Taucht man mehr als 1000 Meter ins Meer hinein, wird es nicht nur dunkel, sondern auch kalt. Zwischen einem und höchstens vier Grad Celsius herrschen hier. Sehr ungemütlich. Wer will da schon wohnen? Tatsächlich tummeln sich in der Tiefsee Millionen verschiedene Lebewesen. Wir kennen bisher erst einige davon. Sie alle sehen anders aus als Tiere, die wir von der Erdoberfläche oder aus den Meeresteilen über der Tiefsee kennen: manchmal gruselig, manchmal ulkig. Das liegt daran, dass diese Tiere sich an ihre dunkle, kalte Umwelt angepasst haben.

Damit sie wenigstens ein bisschen sehen, besitzen viele der Tiere Zellen, in denen Bakterien Licht produzieren können. So macht das zum Beispiel der Lasiognathus dinema, der zu den Tiefsee-Anglerfischen gehört. Seine vorderste Rückenflosse ist zu einer Art Angel umgeformt, an deren Ende ein Köder hängt. Der heißt Esca und kann leuchten. Damit lockt der Lasiognathus dinema seine Beute an. Andere Bewohner der Tiefsee haben besonders große Augen – oder riesige Mäuler mit langen Zähnen. Das erhöht die Chance, dass auch mal etwas Essbares hängen bleibt, wenn sie das Maul aufmachen. Hier unten gibt es nämlich kaum etwas zu fressen. Weil es kein Licht gibt, wachsen keine Pflanzen. Die Tiere fressen sich entweder gegenseitig oder das, was aus den oberen Teilen des Meeres zu ihnen nach unten fällt. Viele haben sich angewöhnt, nachts ein paar hundert Meter nach oben zu wandern, fressen dort und sinken wieder hinab.

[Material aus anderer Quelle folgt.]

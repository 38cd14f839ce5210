//! Caller identity extraction.
//!
//! Authentication itself is delegated to the identity-aware proxy fronting
//! this service; it validates the session and injects the verified subject
//! into the `X-User-Id` header. The gateway only requires the header to be
//! present and non-empty.

use axum::extract::FromRequestParts;
use axum::http::request::Parts;

use crate::error::GatewayError;

/// Header carrying the verified caller subject.
pub const USER_ID_HEADER: &str = "x-user-id";

/// The authenticated caller's identity-provider subject.
#[derive(Debug, Clone)]
pub struct AuthenticatedUser(
    /// Verified subject injected by the fronting proxy.
    pub String,
);

impl<S> FromRequestParts<S> for AuthenticatedUser
where
    S: Send + Sync,
{
    type Rejection = GatewayError;

    async fn from_request_parts(parts: &mut Parts, _state: &S) -> Result<Self, Self::Rejection> {
        parts
            .headers
            .get(USER_ID_HEADER)
            .and_then(|value| value.to_str().ok())
            .map(str::trim)
            .filter(|subject| !subject.is_empty())
            .map(|subject| Self(subject.to_string()))
            .ok_or(GatewayError::Unauthorized)
    }
}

Würmer, die mehrere Meter lang     werden können, Vampirtintenfische, Seegurken, Schlangensterne – sie alle bewegen sich wie in Zeitlupe durchs Meer. Schließlich haben sie über sich mehrere tausend Meter Wasser, das ist schwer und erzeugt großen Druck. Schnell nach Beute zu jagen ist schwierig. Die Tiere lauern ihr deshalb lieber auf. Wissenschaftler gehen auch davon aus, dass es vielen Tiefseetieren nichts ausmacht, wenn sie lange Zeit nichts zu fressen bekommen.

Der Zoo Basel zeigt die Ausstellung "Tiefsee" jedes Wochenende sowie an Feiertagen von 10 bis 16 Uhr.